### Goal of the exercise
Make an exact transcription of the data below.

### Data excerpts
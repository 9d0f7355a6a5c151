//! Email address type.

use core::fmt;

use serde::{Deserialize, Serialize};

/// Errors that can occur when parsing an [`Email`].
#[derive(thiserror::Error, Debug, Clone)]
pub enum EmailError {
    /// The input string is empty.
    #[error("email cannot be empty")]
    Empty,
    /// The input string is too long.
    #[error("email must be at most {max} characters")]
    TooLong {
        /// Maximum allowed length.
        max: usize,
    },
    /// The input does not contain an @ symbol.
    #[error("email must contain an @ symbol")]
    MissingAtSymbol,
    /// The input contains more than one @ symbol.
    #[error("email must contain exactly one @ symbol")]
    MultipleAtSymbols,
    /// The local part (before @) is empty.
    #[error("email local part cannot be empty")]
    EmptyLocalPart,
    /// The domain part (after @) is empty.
    #[error("email domain cannot be empty")]
    EmptyDomain,
}

/// A normalized email address.
///
/// Used both as a login identity and as an OTP receiver, so it is stored
/// trimmed and lowercased; two spellings of the same mailbox compare equal.
///
/// ## Constraints
///
/// - Length: 1-254 characters (RFC 5321 limit)
/// - Exactly one @ symbol, with non-empty local part and domain
///
/// ## Examples
///
/// ```
/// use lasu_mart_core::Email;
///
/// let email = Email::parse("  Ada@Example.COM ").unwrap();
/// assert_eq!(email.as_str(), "ada@example.com");
///
/// assert!(Email::parse("").is_err());
/// assert!(Email::parse("a@b@c").is_err());
/// ```
#[derive(Debug, Clone, Serialize, Deserialize, PartialEq, Eq, Hash)]
#[serde(try_from = "String", into = "String")]
pub struct Email(String);

impl Email {
    /// Maximum length of an email address (RFC 5321).
    pub const MAX_LENGTH: usize = 254;

    /// Parse and normalize an `Email`.
    ///
    /// # Errors
    ///
    /// Returns an [`EmailError`] describing the first structural problem found.
    pub fn parse(s: &str) -> Result<Self, EmailError> {
        let s = s.trim();
        if s.is_empty() {
            return Err(EmailError::Empty);
        }

        if s.len() > Self::MAX_LENGTH {
            return Err(EmailError::TooLong {
                max: Self::MAX_LENGTH,
            });
        }

        let at_pos = s.find('@').ok_or(EmailError::MissingAtSymbol)?;

        if at_pos == 0 {
            return Err(EmailError::EmptyLocalPart);
        }

        if at_pos == s.len() - 1 {
            return Err(EmailError::EmptyDomain);
        }

        if s.matches('@').count() > 1 {
            return Err(EmailError::MultipleAtSymbols);
        }

        Ok(Self(s.to_lowercase()))
    }

    /// Returns the email address as a string slice.
    #[must_use]
    pub fn as_str(&self) -> &str {
        &self.0
    }

    /// Consumes the `Email` and returns its inner string.
    #[must_use]
    pub fn into_inner(self) -> String {
        self.0
    }

    /// Returns the local part of the email (before the @).
    #[must_use]
    pub fn local_part(&self) -> &str {
        self.0.split('@').next().unwrap_or("")
    }

    /// Returns the domain part of the email (after the @).
    #[must_use]
    pub fn domain(&self) -> &str {
        self.0.split('@').nth(1).unwrap_or("")
    }
}

impl fmt::Display for Email {
    fn fmt(&self, f: &mut fmt::Formatter<'_>) -> fmt::Result {
        write!(f, "{}", self.0)
    }
}

impl std::str::FromStr for Email {
    type Err = EmailError;

    fn from_str(s: &str) -> Result<Self, Self::Err> {
        Self::parse(s)
    }
}

impl TryFrom<String> for Email {
    type Error = EmailError;

    fn try_from(value: String) -> Result<Self, Self::Error> {
        Self::parse(&value)
    }
}

impl From<Email> for String {
    fn from(email: Email) -> Self {
        email.0
    }
}

impl AsRef<str> for Email {
    fn as_ref(&self) -> &str {
        &self.0
    }
}

// SQLx support (with postgres feature)
#[cfg(feature = "postgres")]
impl sqlx::Type<sqlx::Postgres> for Email {
    fn type_info() -> sqlx::postgres::PgTypeInfo {
        <String as sqlx::Type<sqlx::Postgres>>::type_info()
    }

    fn compatible(ty: &sqlx::postgres::PgTypeInfo) -> bool {
        <String as sqlx::Type<sqlx::Postgres>>::compatible(ty)
    }
}

#[cfg(feature = "postgres")]
impl<'r> sqlx::Decode<'r, sqlx::Postgres> for Email {
    fn decode(value: sqlx::postgres::PgValueRef<'r>) -> Result<Self, sqlx::error::BoxDynError> {
        let s = <String as sqlx::Decode<sqlx::Postgres>>::decode(value)?;
        // Stored values were normalized on the way in
        Ok(Self(s))
    }
}

#[cfg(feature = "postgres")]
impl sqlx::Encode<'_, sqlx::Postgres> for Email {
    fn encode_by_ref(
        &self,
        buf: &mut sqlx::postgres::PgArgumentBuffer,
    ) -> Result<sqlx::encode::IsNull, sqlx::error::BoxDynError> {
        <String as sqlx::Encode<sqlx::Postgres>>::encode_by_ref(&self.0, buf)
    }
}

#[cfg(test)]
#[allow(clippy::unwrap_used)]
mod tests {
    use super::*;

    #[test]
    fn test_parse_valid_emails() {
        assert!(Email::parse("user@example.com").is_ok());
        assert!(Email::parse("user.name+tag@lasu.edu.ng").is_ok());
        assert!(Email::parse("a@b.c").is_ok());
    }

    #[test]
    fn test_parse_normalizes_case_and_whitespace() {
        let email = Email::parse(" Vendor@Lasu.EDU.ng\n").unwrap();
        assert_eq!(email.as_str(), "vendor@lasu.edu.ng");
        assert_eq!(email, Email::parse("vendor@lasu.edu.ng").unwrap());
    }

    #[test]
    fn test_parse_empty() {
        assert!(matches!(Email::parse("   "), Err(EmailError::Empty)));
    }

    #[test]
    fn test_parse_too_long() {
        let long = format!("{}@example.com", "a".repeat(250));
        assert!(matches!(
            Email::parse(&long),
            Err(EmailError::TooLong { .. })
        ));
    }

    #[test]
    fn test_parse_structural_errors() {
        assert!(matches!(
            Email::parse("no-at-symbol"),
            Err(EmailError::MissingAtSymbol)
        ));
        assert!(matches!(
            Email::parse("@domain.com"),
            Err(EmailError::EmptyLocalPart)
        ));
        assert!(matches!(
            Email::parse("user@"),
            Err(EmailError::EmptyDomain)
        ));
        assert!(matches!(
            Email::parse("a@b@c.com"),
            Err(EmailError::MultipleAtSymbols)
        ));
    }

    #[test]
    fn test_parts() {
        let email = Email::parse("buyer@example.com").unwrap();
        assert_eq!(email.local_part(), "buyer");
        assert_eq!(email.domain(), "example.com");
    }

    #[test]
    fn test_deserialize_validates_and_normalizes() {
        let parsed: Email = serde_json::from_str("\"User@Example.com\"").unwrap();
        assert_eq!(parsed.to_string(), "user@example.com");
        assert!(serde_json::from_str::<Email>("\"nope\"").is_err());
    }
}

### Exercise answer
repository 9d0f7355a6a5c151
//! Email address type.

use core::fmt;

use serde::{Deserialize, Serialize};

/// Errors that can occur when parsing an [`Email`].
#[derive(thiserror::Error, Debug, Clone)]
pub enum EmailError {
    /// The input string is empty.
    #[error("email cannot be empty")]
    Empty,
    /// The input string is too long.
    #[error("email must be at most {max} characters")]
    TooLong {
        /// Maximum allowed length.
        max: usize,
    },
    /// The input does not contain an @ symbol.
    #[error("email must contain an @ symbol")]
    MissingAtSymbol,
    /// The input contains more than one @ symbol.
    #[error("email must contain exactly one @ symbol")]
    MultipleAtSymbols,
    /// The local part (before @) is empty.
    #[error("email local part cannot be empty")]
    EmptyLocalPart,
    /// The domain part (after @) is empty.
    #[error("email domain cannot be empty")]
    EmptyDomain,
}

/// A normalized email address.
///
/// Used both as a login identity and as an OTP receiver, so it is stored
/// trimmed and lowercased; two spellings of the same mailbox compare equal.
///
/// ## Constraints
///
/// - Length: 1-254 characters (RFC 5321 limit)
/// - Exactly one @ symbol, with non-empty local part and domain
///
/// ## Examples
///
/// ```
/// use lasu_mart_core::Email;
///
/// let email = Email::parse("  Ada@Example.COM ").unwrap();
/// assert_eq!(email.as_str(), "ada@example.com");
///
/// assert!(Email::parse("").is_err());
/// assert!(Email::parse("a@b@c").is_err());
/// ```
#[derive(Debug, Clone, Serialize, Deserialize, PartialEq, Eq, Hash)]
#[serde(try_from = "String", into = "String")]
pub struct Email(String);

impl Email {
    /// Maximum length of an email address (RFC 5321).
    pub const MAX_LENGTH: usize = 254;

    /// Parse and normalize an `Email`.
    ///
    /// # Errors
    ///
    /// Returns an [`EmailError`] describing the first structural problem found.
    pub fn parse(s: &str) -> Result<Self, EmailError> {
        let s = s.trim();
        if s.is_empty() {
            return Err(EmailError::Empty);
        }

        if s.len() > Self::MAX_LENGTH {
            return Err(EmailError::TooLong {
                max: Self::MAX_LENGTH,
            });
        }

        let at_pos = s.find('@').ok_or(EmailError::MissingAtSymbol)?;

        if at_pos == 0 {
            return Err(EmailError::EmptyLocalPart);
        }

        if at_pos == s.len() - 1 {
            return Err(EmailError::EmptyDomain);
        }

        if s.matches('@').count() > 1 {
            return Err(EmailError::MultipleAtSymbols);
        }

        Ok(Self(s.to_lowercase()))
    }

    /// Returns the email address as a string slice.
    #[must_use]
    pub fn as_str(&self) -> &str {
        &self.0
    }

    /// Consumes the `Email` and returns its inner string.
    #[must_use]
    pub fn into_inner(self) -> String {
        self.0
    }

    /// Returns the local part of the email (before the @).
    #[must_use]
    pub fn local_part(&self) -> &str {
        self.0.split('@').next().unwrap_or("")
    }

    /// Returns the domain part of the email (after the @).
    #[must_use]
    pub fn domain(&self) -> &str {
        self.0.split('@').nth(1).unwrap_or("")
    }
}

impl fmt::Display for Email {
    fn fmt(&self, f: &mut fmt::Formatter<'_>) -> fmt::Result {
        write!(f, "{}", self.0)
    }
}

impl std::str::FromStr for Email {
    type Err = EmailError;

    fn from_str(s: &str) -> Result<Self, Self::Err> {
        Self::parse(s)
    }
}

impl TryFrom<String> for Email {
    type Error = EmailError;

    fn try_from(value: String) -> Result<Self, Self::Error> {
        Self::parse(&value)
    }
}

impl From<Email> for String {
    fn from(email: Email) -> Self {
        email.0
    }
}

impl AsRef<str> for Email {
    fn as_ref(&self) -> &str {
        &self.0
    }
}

// SQLx support (with postgres feature)
#[cfg(feature = "postgres")]
impl sqlx::Type<sqlx::Postgres> for Email {
    fn type_info() -> sqlx::postgres::PgTypeInfo {
        <String as sqlx::Type<sqlx::Postgres>>::type_info()
    }

    fn compatible(ty: &sqlx::postgres::PgTypeInfo) -> bool {
        <String as sqlx::Type<sqlx::Postgres>>::compatible(ty)
    }
}

#[cfg(feature = "postgres")]
impl<'r> sqlx::Decode<'r, sqlx::Postgres> for Email {
    fn decode(value: sqlx::postgres::PgValueRef<'r>) -> Result<Self, sqlx::error::BoxDynError> {
        let s = <String as sqlx::Decode<sqlx::Postgres>>::decode(value)?;
        // Stored values were normalized on the way in
        Ok(Self(s))
    }
}

#[cfg(feature = "postgres")]
impl sqlx::Encode<'_, sqlx::Postgres> for Email {
    fn encode_by_ref(
        &self,
        buf: &mut sqlx::postgres::PgArgumentBuffer,
    ) -> Result<sqlx::encode::IsNull, sqlx::error::BoxDynError> {
        <String as sqlx::Encode<sqlx::Postgres>>::encode_by_ref(&self.0, buf)
    }
}

#[cfg(test)]
#[allow(clippy::unwrap_used)]
mod tests {
    use super::*;

    #[test]
    fn test_parse_valid_emails() {
        assert!(Email::parse("user@example.com").is_ok());
        assert!(Email::parse("user.name+tag@lasu.edu.ng").is_ok());
        assert!(Email::parse("a@b.c").is_ok());
    }

    #[test]
    fn test_parse_normalizes_case_and_whitespace() {
        let email = Email::parse(" Vendor@Lasu.EDU.ng\n").unwrap();
        assert_eq!(email.as_str(), "vendor@lasu.edu.ng");
        assert_eq!(email, Email::parse("vendor@lasu.edu.ng").unwrap());
    }

    #[test]
    fn test_parse_empty() {
        assert!(matches!(Email::parse("   "), Err(EmailError::Empty)));
    }

    #[test]
    fn test_parse_too_long() {
        let long = format!("{}@example.com", "a".repeat(250));
        assert!(matches!(
            Email::parse(&long),
            Err(EmailError::TooLong { .. })
        ));
    }

    #[test]
    fn test_parse_structural_errors() {
        assert!(matches!(
            Email::parse("no-at-symbol"),
            Err(EmailError::MissingAtSymbol)
        ));
        assert!(matches!(
            Email::parse("@domain.com"),
            Err(EmailError::EmptyLocalPart)
        ));
        assert!(matches!(
            Email::parse("user@"),
            Err(EmailError::EmptyDomain)
        ));
        assert!(matches!(
            Email::parse("a@b@c.com"),
            Err(EmailError::MultipleAtSymbols)
        ));
    }

    #[test]
    fn test_parts() {
        let email = Email::parse("buyer@example.com").unwrap();
        assert_eq!(email.local_part(), "buyer");
        assert_eq!(email.domain(), "example.com");
    }

    #[test]
    fn test_deserialize_validates_and_normalizes() {
        let parsed: Email = serde_json::from_str("\"User@Example.com\"").unwrap();
        assert_eq!(parsed.to_string(), "user@example.com");
        assert!(serde_json::from_str::<Email>("\"nope\"").is_err());
    }
}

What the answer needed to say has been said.